EXERCISE OBJECTIVE. Check each line of the data for "filename", and copy the ones that have it.

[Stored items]
══════════

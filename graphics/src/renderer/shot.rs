//! Frame capture on top of the render loop.

use std::io::{Seek, Write};
use std::sync::Arc;

use super::{RenderHooks, RenderLoop};
use crate::capture::{
    CancellationToken, ProgressSink, ShotOutcome, ShotRequest, Subrange, encode_texture,
};
use crate::device::GraphicsDevice;
use crate::error::{RenderError, RenderResult};
use crate::helpers::{CopyHelper, DownsampleHelper};
use crate::resources::Texture;
use crate::types::{SampleDescription, Viewport};

fn check(cancel: Option<&CancellationToken>) -> RenderResult<()> {
    cancel.map_or(Ok(()), CancellationToken::check)
}

fn report(progress: Option<&dyn ProgressSink>, value: f64) {
    if let Some(progress) = progress {
        progress.report(value);
    }
}

impl<H: RenderHooks> RenderLoop<H> {
    /// Render one frame at the requested size and encode it to `writer`.
    ///
    /// The live size and resolution multiplier are restored afterwards,
    /// whether the capture succeeds, fails or is cancelled. When nothing
    /// but the size differs from the live frame, the live render target is
    /// reused and encoded directly.
    ///
    /// # Example
    ///
    /// ```
    /// use std::io::Cursor;
    /// use showroom_graphics::{DeviceParameters, RenderHooks, RenderLoop, RendererSettings, ShotRequest};
    ///
    /// struct Empty;
    /// impl RenderHooks for Empty {}
    ///
    /// let mut renderer = RenderLoop::new(Empty, RendererSettings::new().with_size(320, 240))
    ///     .with_device_parameters(DeviceParameters::dummy());
    /// renderer.initialize().unwrap();
    ///
    /// let mut png = Cursor::new(Vec::new());
    /// let outcome = renderer
    ///     .shot(&ShotRequest::new(64, 48).with_downscale(0.5), &mut png, None, None)
    ///     .unwrap();
    /// assert_eq!((outcome.width, outcome.height), (32, 24));
    /// assert_eq!(renderer.width(), 320);
    /// ```
    pub fn shot<W: Write + Seek>(
        &mut self,
        request: &ShotRequest,
        writer: &mut W,
        progress: Option<&dyn ProgressSink>,
        cancel: Option<&CancellationToken>,
    ) -> RenderResult<ShotOutcome> {
        request.validate()?;
        self.ensure_active()?;

        let device = Arc::clone(self.surface.device()?);
        let _lock = device.lock();

        self.capture.in_process += 1;
        let width = self.surface.width();
        let height = self.surface.height();
        let multiplier = self.surface.resolution_multiplier();
        let viewport = self.surface.active_viewport();
        log::debug!(
            "Shot {}x{} (downscale {}, crop {}, {:?})",
            request.width,
            request.height,
            request.downscale,
            request.crop,
            request.format
        );

        let result = self.shot_inner(&device, request, width, writer, progress, cancel);
        match &result {
            Ok(_) => report(progress, 1.0),
            Err(RenderError::Cancelled) => log::debug!("Shot cancelled"),
            Err(e) => log::error!("Shot failed: {e}"),
        }

        self.surface.set_size(width, height);
        self.surface.set_active_viewport(viewport);
        let restored = self.surface.set_resolution_multiplier(multiplier);
        self.capture.keep_hdr = false;
        self.capture.draw_in_process = false;
        self.capture.resolution_multiplier = 1.0;
        let resized = if self.surface.needs_resize() {
            self.apply_resize()
        } else {
            Ok(())
        };
        self.capture.in_process -= 1;

        let outcome = result?;
        restored?;
        resized?;
        Ok(outcome)
    }

    fn shot_inner<W: Write + Seek>(
        &mut self,
        device: &Arc<GraphicsDevice>,
        request: &ShotRequest,
        live_width: u32,
        writer: &mut W,
        progress: Option<&dyn ProgressSink>,
        cancel: Option<&CancellationToken>,
    ) -> RenderResult<ShotOutcome> {
        report(progress, 0.0);
        self.surface.set_size(request.width, request.height);
        self.surface.set_resolution_multiplier(1.0)?;
        self.capture.resolution_multiplier = if live_width > 0 {
            request.width as f64 / live_width as f64
        } else {
            1.0
        };
        self.capture.keep_hdr = request.format.is_hdr();
        check(cancel)?;

        let draw_progress = progress.map(|sink| Subrange::new(sink, 0.05, 0.9));
        let draw_progress = draw_progress.as_ref().map(|sink| sink as &dyn ProgressSink);

        if request.is_direct() && !self.surface.use_msaa() {
            if self.surface.needs_resize() {
                self.apply_resize()?;
            }
            self.draw_shot(None, draw_progress)?;
            check(cancel)?;

            let target = self
                .surface
                .render_target()
                .cloned()
                .ok_or(RenderError::NotInitialized)?;
            let (width, height) = target.size();
            self.capture.last_width = width;
            self.capture.last_height = height;
            encode_texture(device, &target, request.format, writer)?;
            return Ok(ShotOutcome {
                width,
                height,
                fast_path: true,
            });
        }

        let format = request.format.texture_format();
        let sample = self.surface.sample_description();
        let render_buffer = self.capture.buffers.render(format).resize(
            device,
            request.width,
            request.height,
            sample,
        )?;
        if self.surface.needs_resize() {
            self.apply_resize()?;
        }

        let had_swap_chain = self.surface.has_swap_chain();
        if had_swap_chain {
            self.surface.dispose_swap_chain();
        }

        let result = self.capture_offscreen(
            device,
            request,
            render_buffer,
            writer,
            draw_progress,
            cancel,
        );

        if had_swap_chain {
            let recreated = self.surface.recreate_swap_chain();
            match (&result, recreated) {
                (Ok(_), Err(e)) => return Err(e),
                (Err(_), Err(e)) => log::warn!("Swap chain recreation after failed shot: {e}"),
                _ => {}
            }
        }
        result
    }

    fn capture_offscreen<W: Write + Seek>(
        &mut self,
        device: &Arc<GraphicsDevice>,
        request: &ShotRequest,
        render_buffer: Arc<Texture>,
        writer: &mut W,
        progress: Option<&dyn ProgressSink>,
        cancel: Option<&CancellationToken>,
    ) -> RenderResult<ShotOutcome> {
        let format = render_buffer.format();
        let registry = Arc::clone(self.registry()?);

        self.draw_shot(Some(Arc::clone(&render_buffer)), progress)?;
        check(cancel)?;

        let mut current = render_buffer;
        if current.is_multisampled() {
            check(cancel)?;
            let (width, height) = current.size();
            let resolved = self.capture.buffers.resolve(format).resize(
                device,
                width,
                height,
                SampleDescription::SINGLE,
            )?;
            registry.get_helper::<CopyHelper>()?.draw(&current, &resolved)?;
            log::debug!("Shot resolved from {} samples", current.sample_count());
            current = resolved;
        }

        if request.downscale != 1.0 {
            check(cancel)?;
            let (width, height) = request.output_size();
            let downscaled = self.capture.buffers.downscale(format).resize(
                device,
                width,
                height,
                SampleDescription::SINGLE,
            )?;
            registry
                .get_helper::<DownsampleHelper>()?
                .draw(&current, &downscaled)?;
            log::debug!("Shot downscaled to {}x{}", width, height);
            current = downscaled;
        }

        if request.crop != 1.0 {
            check(cancel)?;
            let (width, height) = request.final_size();
            let cropped = self.capture.buffers.crop(format).resize(
                device,
                width,
                height,
                SampleDescription::SINGLE,
            )?;
            self.surface
                .set_active_viewport(Viewport::from_dimensions(width, height));
            registry
                .get_helper::<CopyHelper>()?
                .cut(&current, &cropped, request.crop as f32)?;
            log::debug!("Shot cropped to {}x{}", width, height);
            current = cropped;
        }

        check(cancel)?;
        let (width, height) = current.size();
        self.capture.last_width = width;
        self.capture.last_height = height;
        encode_texture(device, &current, request.format, writer)?;
        Ok(ShotOutcome {
            width,
            height,
            fast_path: false,
        })
    }

    /// Draw one frame, optionally into `view` instead of the render target.
    ///
    /// A renderer driven by [`draw_at`](Self::draw_at) draws the capture at
    /// its last injected time, so no scene time passes.
    fn draw_shot(
        &mut self,
        view: Option<Arc<Texture>>,
        progress: Option<&dyn ProgressSink>,
    ) -> RenderResult<()> {
        self.capture.draw_in_process = true;
        let token = self.surface.replace_render_view(view);
        let result = self.draw_inner(self.injected_elapsed, progress, true);
        self.surface.restore_render_view(token);
        self.capture.draw_in_process = false;
        result
    }

    /// Whether a capture is running.
    pub fn shot_in_process(&self) -> bool {
        self.capture.in_process > 0
    }

    /// Whether the running capture is drawing its frame.
    pub fn shot_draw_in_process(&self) -> bool {
        self.capture.draw_in_process
    }

    /// Capture width relative to the live width, 1 outside captures.
    pub fn shot_resolution_multiplier(&self) -> f64 {
        self.capture.resolution_multiplier
    }

    /// Whether the running capture keeps values outside 0..1.
    pub fn shot_keep_hdr(&self) -> bool {
        self.capture.keep_hdr
    }

    /// Width of the last encoded capture.
    pub fn last_shot_width(&self) -> u32 {
        self.capture.last_width
    }

    /// Height of the last encoded capture.
    pub fn last_shot_height(&self) -> u32 {
        self.capture.last_height
    }

    /// Number of capture buffers currently allocated.
    pub fn capture_buffer_count(&self) -> usize {
        self.capture.buffers.allocated()
    }
}
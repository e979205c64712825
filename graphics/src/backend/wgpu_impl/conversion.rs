//! Type conversions between renderer types and wgpu types.

use crate::types::{AddressMode, BufferUsage, Color, FilterMode, TextureFormat, TextureUsage};

/// Convert BufferUsage flags to wgpu buffer usages.
pub fn convert_buffer_usage(usage: BufferUsage) -> wgpu::BufferUsages {
    let mut result = wgpu::BufferUsages::empty();

    if usage.contains(BufferUsage::VERTEX) {
        result |= wgpu::BufferUsages::VERTEX;
    }
    if usage.contains(BufferUsage::INDEX) {
        result |= wgpu::BufferUsages::INDEX;
    }
    if usage.contains(BufferUsage::UNIFORM) {
        result |= wgpu::BufferUsages::UNIFORM;
    }
    if usage.contains(BufferUsage::COPY_DST) {
        result |= wgpu::BufferUsages::COPY_DST;
    }

    result
}

/// Convert TextureFormat to wgpu format.
pub fn convert_texture_format(format: TextureFormat) -> wgpu::TextureFormat {
    match format {
        TextureFormat::Rgba8Unorm => wgpu::TextureFormat::Rgba8Unorm,
        TextureFormat::Bgra8Unorm => wgpu::TextureFormat::Bgra8Unorm,
        TextureFormat::Rgba32Float => wgpu::TextureFormat::Rgba32Float,
        TextureFormat::Depth16Unorm => wgpu::TextureFormat::Depth16Unorm,
        TextureFormat::Depth32Float => wgpu::TextureFormat::Depth32Float,
    }
}

/// Convert a wgpu surface format back, if the renderer can draw into it.
pub fn texture_format_from_wgpu(format: wgpu::TextureFormat) -> Option<TextureFormat> {
    match format {
        wgpu::TextureFormat::Rgba8Unorm => Some(TextureFormat::Rgba8Unorm),
        wgpu::TextureFormat::Bgra8Unorm => Some(TextureFormat::Bgra8Unorm),
        _ => None,
    }
}

/// Convert TextureUsage flags to wgpu texture usages.
///
/// Multisampled textures cannot take part in copies, so copy usages are
/// dropped for them.
pub fn convert_texture_usage(usage: TextureUsage, sample_count: u32) -> wgpu::TextureUsages {
    let mut result = wgpu::TextureUsages::empty();

    if sample_count == 1 {
        if usage.contains(TextureUsage::COPY_SRC) {
            result |= wgpu::TextureUsages::COPY_SRC;
        }
        if usage.contains(TextureUsage::COPY_DST) {
            result |= wgpu::TextureUsages::COPY_DST;
        }
    }
    if usage.contains(TextureUsage::TEXTURE_BINDING) {
        result |= wgpu::TextureUsages::TEXTURE_BINDING;
    }
    if usage.contains(TextureUsage::RENDER_ATTACHMENT) {
        result |= wgpu::TextureUsages::RENDER_ATTACHMENT;
    }

    result
}

/// Convert AddressMode to wgpu address mode.
pub fn convert_address_mode(mode: AddressMode) -> wgpu::AddressMode {
    match mode {
        AddressMode::ClampToEdge => wgpu::AddressMode::ClampToEdge,
        AddressMode::Repeat => wgpu::AddressMode::Repeat,
    }
}

/// Convert FilterMode to wgpu filter mode.
pub fn convert_filter_mode(mode: FilterMode) -> wgpu::FilterMode {
    match mode {
        FilterMode::Nearest => wgpu::FilterMode::Nearest,
        FilterMode::Linear => wgpu::FilterMode::Linear,
    }
}

/// Convert a color to the wgpu clear color.
pub fn convert_color(color: Color) -> wgpu::Color {
    wgpu::Color {
        r: color.r as f64,
        g: color.g as f64,
        b: color.b as f64,
        a: color.a as f64,
    }
}

/// Compute the aligned bytes per row for a texture copy (256-byte alignment).
pub fn aligned_bytes_per_row(width: u32, bytes_per_pixel: u32) -> u32 {
    let unpadded = width * bytes_per_pixel;
    let align = wgpu::COPY_BYTES_PER_ROW_ALIGNMENT;
    unpadded.div_ceil(align) * align
}

#[cfg(test)]
mod tests {
    use super::*;

    #[test]
    fn test_multisampled_usage_drops_copies() {
        let usage = convert_texture_usage(TextureUsage::TARGET, 4);
        assert!(!usage.contains(wgpu::TextureUsages::COPY_SRC));
        assert!(usage.contains(wgpu::TextureUsages::RENDER_ATTACHMENT));
        let usage = convert_texture_usage(TextureUsage::TARGET, 1);
        assert!(usage.contains(wgpu::TextureUsages::COPY_SRC));
    }

    #[test]
    fn test_aligned_bytes_per_row() {
        assert_eq!(aligned_bytes_per_row(1, 4), 256);
        assert_eq!(aligned_bytes_per_row(64, 4), 256);
        assert_eq!(aligned_bytes_per_row(65, 4), 512);
        assert_eq!(aligned_bytes_per_row(16, 16), 256);
    }

    #[test]
    fn test_surface_format_roundtrip() {
        for format in [TextureFormat::Rgba8Unorm, TextureFormat::Bgra8Unorm] {
            assert_eq!(
                texture_format_from_wgpu(convert_texture_format(format)),
                Some(format)
            );
        }
        assert_eq!(
            texture_format_from_wgpu(wgpu::TextureFormat::Bgra8UnormSrgb),
            None
        );
    }
}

══════════

SOLUTION TO THIS TASK.
filename graphics/src/renderer/shot.rs
filename graphics/src/backend/wgpu_impl/conversion.rs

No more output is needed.